Similar measures taken in the past have resulted in price moderation of commodities like edible oil and pulses, the ministry said.

"To soften the prices of edible oils and pulses, tariffs on imported items have been rationalized periodically and stock limits on edible oils have been kept, to avoid hoarding. Inflation in “oils and fats” and “pulses and products” have moderated to 5.62% and 2.52% respectively," another tweet said.

Referring to sobering prices of iron ore and steel, the ministry said this coupled with the measures taken by the government to rationalize tariff structures of inputs to augment domestic supply has helped to keep cost push inflation in consumer items under control.
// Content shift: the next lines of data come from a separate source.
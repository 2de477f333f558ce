//! Mock stages for testing.

use async_trait::async_trait;
use parking_lot::Mutex;
use std::collections::BTreeMap;

use crate::context::StageContext;
use crate::core::StageOutput;
use crate::stages::Stage;

/// A mock stage that counts calls and returns a configurable output.
#[derive(Debug)]
pub struct MockStage {
    name: String,
    output: Mutex<StageOutput>,
    call_count: Mutex<usize>,
}

impl MockStage {
    /// Creates a mock stage that succeeds without writing anything.
    #[must_use]
    pub fn new(name: impl Into<String>) -> Self {
        Self {
            name: name.into(),
            output: Mutex::new(StageOutput::ok_empty()),
            call_count: Mutex::new(0),
        }
    }

    /// Sets the output to return.
    pub fn set_output(&self, output: StageOutput) {
        *self.output.lock() = output;
    }

    /// Returns the number of times the stage was called.
    #[must_use]
    pub fn call_count(&self) -> usize {
        *self.call_count.lock()
    }
}

#[async_trait]
impl Stage for MockStage {
    fn name(&self) -> &str {
        &self.name
    }

    async fn execute(&self, _ctx: &StageContext<'_>) -> StageOutput {
        *self.call_count.lock() += 1;
        self.output.lock().clone()
    }
}

/// A stage that always writes the same text.
#[derive(Debug)]
pub struct StaticStage {
    name: String,
    value: String,
}

impl StaticStage {
    /// Creates a new static stage.
    #[must_use]
    pub fn new(name: impl Into<String>, value: impl Into<String>) -> Self {
        Self {
            name: name.into(),
            value: value.into(),
        }
    }
}

#[async_trait]
impl Stage for StaticStage {
    fn name(&self) -> &str {
        &self.name
    }

    async fn execute(&self, _ctx: &StageContext<'_>) -> StageOutput {
        StageOutput::ok_text(&self.value)
    }
}

/// A stage that always fails.
#[derive(Debug)]
pub struct FailingStage {
    name: String,
    error: String,
}

impl FailingStage {
    /// Creates a new failing stage.
    #[must_use]
    pub fn new(name: impl Into<String>, error: impl Into<String>) -> Self {
        Self {
            name: name.into(),
            error: error.into(),
        }
    }
}

#[async_trait]
impl Stage for FailingStage {
    fn name(&self) -> &str {
        &self.name
    }

    async fn execute(&self, _ctx: &StageContext<'_>) -> StageOutput {
        StageOutput::fail(&self.error)
    }
}

/// A recorded execution.
#[derive(Debug, Clone, PartialEq, Eq)]
pub struct RecordedExecution {
    /// Stage name from context.
    pub stage_name: String,
    /// Declared inputs as seen at execution time; `None` when absent.
    pub inputs: BTreeMap<String, Option<String>>,
}

/// A stage that records the inputs it observed and then writes a fixed value.
#[derive(Debug)]
pub struct RecordingStage {
    name: String,
    value: Option<String>,
    executions: Mutex<Vec<RecordedExecution>>,
}

impl RecordingStage {
    /// Creates a recording stage that writes `value`.
    #[must_use]
    pub fn new(name: impl Into<String>, value: impl Into<String>) -> Self {
        Self {
            name: name.into(),
            value: Some(value.into()),
            executions: Mutex::new(Vec::new()),
        }
    }

    /// Creates a recording stage that writes nothing.
    #[must_use]
    pub fn silent(name: impl Into<String>) -> Self {
        Self {
            name: name.into(),
            value: None,
            executions: Mutex::new(Vec::new()),
        }
    }

    /// Returns all recorded executions.
    #[must_use]
    pub fn executions(&self) -> Vec<RecordedExecution> {
        self.executions.lock().clone()
    }

    /// Returns the number of executions.
    #[must_use]
    pub fn execution_count(&self) -> usize {
        self.executions.lock().len()
    }
}

#[async_trait]
impl Stage for RecordingStage {
    fn name(&self) -> &str {
        &self.name
    }

    async fn execute(&self, ctx: &StageContext<'_>) -> StageOutput {
        let inputs = ctx
            .declared_inputs()
            .iter()
            .map(|key| (key.clone(), ctx.input_text(key)))
            .collect();

        self.executions.lock().push(RecordedExecution {
            stage_name: ctx.stage_name().to_string(),
            inputs,
        });

        match &self.value {
            Some(value) => StageOutput::ok_text(value),
            None => StageOutput::ok_empty(),
        }
    }
}

#[cfg(test)]
mod tests {
    use super::*;
    use crate::context::Blackboard;
    use crate::testing::StageHarness;

    #[tokio::test]
    async fn test_mock_stage() {
        let stage = MockStage::new("test");
        let harness = StageHarness::new();

        let output = harness.run(&stage, &[]).await;
        assert!(output.is_success());
        assert!(!output.has_value());
        assert_eq!(stage.call_count(), 1);

        stage.set_output(StageOutput::fail("error"));
        let output = harness.run(&stage, &[]).await;
        assert!(output.is_failure());
        assert_eq!(stage.call_count(), 2);
    }

    #[tokio::test]
    async fn test_static_and_failing_stages() {
        let harness = StageHarness::new();

        let output = harness.run(&StaticStage::new("s", "hello"), &[]).await;
        assert_eq!(output.value, Some(serde_json::json!("hello")));

        let output = harness.run(&FailingStage::new("f", "boom"), &[]).await;
        assert_eq!(output.error.as_deref(), Some("boom"));
    }

    #[tokio::test]
    async fn test_recording_stage() {
        let stage = RecordingStage::new("record", "done");
        let harness = StageHarness::with_board(Blackboard::new().with_field("task", "X"));

        harness.run(&stage, &["task", "subtasks"]).await;

        let executions = stage.executions();
        assert_eq!(executions.len(), 1);
        assert_eq!(executions[0].stage_name, "record");
        assert_eq!(executions[0].inputs["task"].as_deref(), Some("X"));
        assert_eq!(executions[0].inputs["subtasks"], None);
    }
}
"Despite erratic monsoons and negative seasonality in vegetable prices, food inflation in July still lower than the April peak of the current year. With global inflation pressures, inflationary expectations remain anchored in India with stable core inflation," another tweet said.

According to IIM-Ahmedabad's One-year ahead Business Inflation Expectations Survey, it said, July has seen 34 basis points decline to 4.83% from 5.17% in June.

Quoting the survey, the ministry said, inflation expectations have fallen below 5% after 17 months.